Ricuperata anche un’auto OPEL tedesca, adibita, per uso aziendale, a consegne veloci e quanto comportava.
Il ‘nostro’ percorreva il Corso Regina; fermo al semaforo centrale di Porta Palazzo, davanti a lui una “500” tenuta bene e una donna al volante.
Al verde, il vigile fa segno di muoversi; la donna è impacciata; il vigile fischia, smanaccia e urla di sbrigarsi.
Il fatto è che la signora era “partita”e, nella confusione, aveva messo la retromarcia, e pianta di conseguenza una botta nel paraurti della OPEL, poi ancora due tre colpetti.

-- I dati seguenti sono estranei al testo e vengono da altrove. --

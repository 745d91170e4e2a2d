//! Runtime value representation.
//!
//! `Int` and `Float` are fully inline; `Str`, `Array` and `Object` use `Rc`
//! so cloning a value never deep-copies a container. The evaluator treats
//! every container as immutable: builtins build new values instead of
//! mutating their arguments.

use std::collections::BTreeMap;
use std::rc::Rc;

use chrono::{DateTime, FixedOffset};
use serde_json::{Map, Number};

use crate::ast::Expr;
use crate::scope::Scope;

/// A lambda literal closed over its defining scope.
#[derive(Debug, Clone)]
pub struct LambdaValue {
    pub params: Vec<String>,
    pub body: Rc<Expr>,
    pub captured: Rc<Scope>,
}

/// Dynamically-typed runtime value.
#[derive(Debug, Clone)]
pub enum Value {
    Null,
    Bool(bool),
    Int(i64),
    Float(f64),
    Str(Rc<str>),
    Array(Rc<Vec<Value>>),
    Object(Rc<BTreeMap<String, Value>>),
    DateTime(DateTime<FixedOffset>),
    Lambda(Rc<LambdaValue>),
    /// Reference to a registered builtin, usable as a first-class value.
    Function(Rc<str>),
}

impl Value {
    pub fn string(s: impl Into<String>) -> Self {
        Value::Str(Rc::from(s.into().as_str()))
    }

    pub fn array(items: Vec<Value>) -> Self {
        Value::Array(Rc::new(items))
    }

    pub fn object(entries: BTreeMap<String, Value>) -> Self {
        Value::Object(Rc::new(entries))
    }

    /// Observable type name. Integers and floats are one "number" type
    /// from the language's point of view.
    pub fn type_name(&self) -> &'static str {
        match self {
            Value::Null => "null",
            Value::Bool(_) => "boolean",
            Value::Int(_) | Value::Float(_) => "number",
            Value::Str(_) => "string",
            Value::Array(_) => "array",
            Value::Object(_) => "object",
            Value::DateTime(_) => "datetime",
            Value::Lambda(_) => "lambda",
            Value::Function(_) => "function",
        }
    }

    /// Truthiness: null and false are falsy, numbers are falsy at zero,
    /// strings/arrays/objects are falsy when empty, everything else is
    /// truthy.
    pub fn is_truthy(&self) -> bool {
        match self {
            Value::Null => false,
            Value::Bool(b) => *b,
            Value::Int(n) => *n != 0,
            Value::Float(f) => *f != 0.0,
            Value::Str(s) => !s.is_empty(),
            Value::Array(a) => !a.is_empty(),
            Value::Object(o) => !o.is_empty(),
            Value::DateTime(_) | Value::Lambda(_) | Value::Function(_) => true,
        }
    }

    pub fn is_null(&self) -> bool {
        matches!(self, Value::Null)
    }

    pub fn is_number(&self) -> bool {
        matches!(self, Value::Int(_) | Value::Float(_))
    }

    /// Numeric view with Int → Float promotion. `None` for non-numbers.
    pub fn as_f64(&self) -> Option<f64> {
        match self {
            Value::Int(n) => Some(*n as f64),
            Value::Float(f) => Some(*f),
            _ => None,
        }
    }

    pub fn as_i64(&self) -> Option<i64> {
        match self {
            Value::Int(n) => Some(*n),
            Value::Float(f) if f.fract() == 0.0 => Some(*f as i64),
            _ => None,
        }
    }

    pub fn as_str(&self) -> Option<&str> {
        match self {
            Value::Str(s) => Some(s.as_ref()),
            _ => None,
        }
    }

    pub fn as_array(&self) -> Option<&[Value]> {
        match self {
            Value::Array(a) => Some(a.as_slice()),
            _ => None,
        }
    }

    pub fn as_object(&self) -> Option<&BTreeMap<String, Value>> {
        match self {
            Value::Object(o) => Some(o.as_ref()),
            _ => None,
        }
    }

    /// The display stringification used by interpolation and `toString`:
    /// null is empty, numbers render shortest-round-trip, containers render
    /// in the canonical JSON style.
    pub fn to_display_string(&self) -> String {
        match self {
            Value::Null => String::new(),
            Value::Bool(b) => b.to_string(),
            Value::Int(n) => n.to_string(),
            Value::Float(f) => format_f64(*f),
            Value::Str(s) => s.to_string(),
            Value::Array(_) | Value::Object(_) => {
                sable_canon::canonicalize(&serde_json::Value::from(self.clone()))
            }
            Value::DateTime(dt) => dt.to_rfc3339(),
            Value::Lambda(_) => "<lambda>".to_string(),
            Value::Function(name) => format!("<fn {name}>"),
        }
    }
}

impl PartialEq for Value {
    fn eq(&self, other: &Self) -> bool {
        match (self, other) {
            (Value::Null, Value::Null) => true,
            (Value::Bool(a), Value::Bool(b)) => a == b,
            (Value::Int(a), Value::Int(b)) => a == b,
            (Value::Float(a), Value::Float(b)) => a == b,
            (Value::Int(a), Value::Float(b)) => (*a as f64) == *b,
            (Value::Float(a), Value::Int(b)) => *a == (*b as f64),
            (Value::Str(a), Value::Str(b)) => a == b,
            (Value::Array(a), Value::Array(b)) => a == b,
            (Value::Object(a), Value::Object(b)) => a == b,
            (Value::DateTime(a), Value::DateTime(b)) => a == b,
            (Value::Lambda(a), Value::Lambda(b)) => Rc::ptr_eq(a, b),
            (Value::Function(a), Value::Function(b)) => a == b,
            _ => false,
        }
    }
}

/// Shortest-round-trip float rendering; integral floats drop the point.
pub(crate) fn format_f64(f: f64) -> String {
    if f.is_finite() && f.fract() == 0.0 && f.abs() < 1e15 {
        format!("{:.0}", f)
    } else {
        f.to_string()
    }
}

impl From<&str> for Value {
    fn from(s: &str) -> Self {
        Value::Str(Rc::from(s))
    }
}

impl From<String> for Value {
    fn from(s: String) -> Self {
        Value::Str(Rc::from(s.as_str()))
    }
}

impl From<serde_json::Value> for Value {
    fn from(v: serde_json::Value) -> Self {
        match v {
            serde_json::Value::Null => Value::Null,
            serde_json::Value::Bool(b) => Value::Bool(b),
            serde_json::Value::Number(n) => {
                if let Some(i) = n.as_i64() {
                    Value::Int(i)
                } else if let Some(f) = n.as_f64() {
                    Value::Float(f)
                } else {
                    Value::Null
                }
            }
            serde_json::Value::String(s) => Value::from(s),
            serde_json::Value::Array(arr) => {
                Value::Array(Rc::new(arr.into_iter().map(Value::from).collect()))
            }
            serde_json::Value::Object(obj) => {
                let map: BTreeMap<String, Value> =
                    obj.into_iter().map(|(k, v)| (k, Value::from(v))).collect();
                Value::Object(Rc::new(map))
            }
        }
    }
}

impl From<&serde_json::Value> for Value {
    fn from(v: &serde_json::Value) -> Self {
        Value::from(v.clone())
    }
}

impl From<Value> for serde_json::Value {
    fn from(v: Value) -> Self {
        match v {
            Value::Null => serde_json::Value::Null,
            Value::Bool(b) => serde_json::Value::Bool(b),
            Value::Int(n) => serde_json::Value::Number(Number::from(n)),
            Value::Float(f) => Number::from_f64(f)
                .map(serde_json::Value::Number)
                .unwrap_or(serde_json::Value::Null),
            Value::Str(s) => serde_json::Value::String(s.to_string()),
            Value::Array(arr) => serde_json::Value::Array(
                Rc::try_unwrap(arr)
                    .unwrap_or_else(|rc| (*rc).clone())
                    .into_iter()
                    .map(serde_json::Value::from)
                    .collect(),
            ),
            Value::Object(obj) => {
                let map: Map<String, serde_json::Value> = Rc::try_unwrap(obj)
                    .unwrap_or_else(|rc| (*rc).clone())
                    .into_iter()
                    .map(|(k, v)| (k, serde_json::Value::from(v)))
                    .collect();
                serde_json::Value::Object(map)
            }
            // Non-JSON shapes stringify so canonicalization stays total.
            Value::DateTime(dt) => serde_json::Value::String(dt.to_rfc3339()),
            Value::Lambda(_) => serde_json::Value::String("<lambda>".to_string()),
            Value::Function(name) => serde_json::Value::String(format!("<fn {name}>")),
        }
    }
}

impl From<&Value> for serde_json::Value {
    fn from(v: &Value) -> Self {
        v.clone().into()
    }
}

#[cfg(test)]
mod tests {
    use super::*;
    use serde_json::json;

    #[test]
    fn truthiness_table() {
        assert!(!Value::Null.is_truthy());
        assert!(!Value::Bool(false).is_truthy());
        assert!(!Value::Int(0).is_truthy());
        assert!(!Value::Float(0.0).is_truthy());
        assert!(!Value::from("").is_truthy());
        assert!(!Value::array(vec![]).is_truthy());
        assert!(!Value::object(BTreeMap::new()).is_truthy());
        assert!(Value::Int(-1).is_truthy());
        assert!(Value::from("x").is_truthy());
    }

    #[test]
    fn numeric_equality_promotes_across_int_and_float() {
        assert_eq!(Value::Int(2), Value::Float(2.0));
        assert_ne!(Value::Int(2), Value::Float(2.5));
    }

    #[test]
    fn null_is_only_equal_to_null() {
        assert_eq!(Value::Null, Value::Null);
        assert_ne!(Value::Null, Value::Int(0));
        assert_ne!(Value::Null, Value::from(""));
        assert_ne!(Value::Null, Value::Bool(false));
    }

    #[test]
    fn deep_structural_equality_for_containers() {
        let a = Value::from(json!({"k": [1, {"n": 2.0}]}));
        let b = Value::from(json!({"k": [1, {"n": 2}]}));
        assert_eq!(a, b);
    }

    #[test]
    fn display_string_renders_null_empty_and_numbers_short() {
        assert_eq!(Value::Null.to_display_string(), "");
        assert_eq!(Value::Float(2.0).to_display_string(), "2");
        assert_eq!(Value::Float(2.5).to_display_string(), "2.5");
        assert_eq!(Value::Bool(true).to_display_string(), "true");
    }

    #[test]
    fn display_string_renders_containers_canonically() {
        let v = Value::from(json!({"b": 1, "a": 2}));
        assert_eq!(v.to_display_string(), r#"{"a":2,"b":1}"#);
    }

    #[test]
    fn json_round_trip_preserves_shape() {
        let doc = json!({"a": [1, 2.5, "s", null, true], "b": {"c": false}});
        let back = serde_json::Value::from(Value::from(doc.clone()));
        assert_eq!(back, doc);
    }
}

‘Autista’ non fa come avrebbero fatto tutti, o quasi, un po’ di pazienza o avvicinarsi con calma. No! Salta giù e al vigile, che stava fischiando e agitava il bastoncino, urla: “Lei la smetta e stia calmo, che questa mi salta sul cofano!”.
Discussione con il vigile, confusione, la donna in “500” mette la marcia giusta, parte col rosso, il vigile si scansa di scatto e la “500” centra una palina della segnaletica.
Nel complesso pochi i danni, ma decine di curiosi ad intralciare il traffico con un ingorgo riuscito bene, malgrado il poco traffico di quei tempi.
Pochi anni dopo lo ritroviamo all’ATM, azienda tranviaria, guidava autobus. Un lavoro di routine, tranquillo e sereno; era perfino ingrassato di qualche chilo.
“Allora, come va ‘autista’?”.
“Come vuoi che vada, da un capolinea all’altro. Conosci ogni pietra, ogni salto, ogni portone e perfino le facce, che sono sempre le stesse. Ogni tanto cambio linea, così posso svagarmi un pochino e ammirare qualche altro angolo di Torino.”
L’impressione degli amici era che non avrebbe resistito molto; infatti ne combinò una delle sue.
Portava il bus che percorreva il Corso Vittorio Emanuele; arrivato al monumento del Padre della Patria, pensò di svagarsi un pochino, e forse si sentì “pilota”, non solo conducente di bus... e fece tre giri della “rotonda” attorno al monumento, e senza ridurre nemmeno troppo la velocità.
La confusione a bordo era da immaginare: chi imprecava, chi gli mandava accidenti, chi si faceva il segno della croce, chi urlava come un’aquila.
Lui era soddisfatto, si sentiva realizzato e... alla sera appiedato.
Più tardi aveva un’officina di riparazione auto, sapeva lavorare bene e se la cavava brillantemente, ma... non portategli auto sporche e da lavare!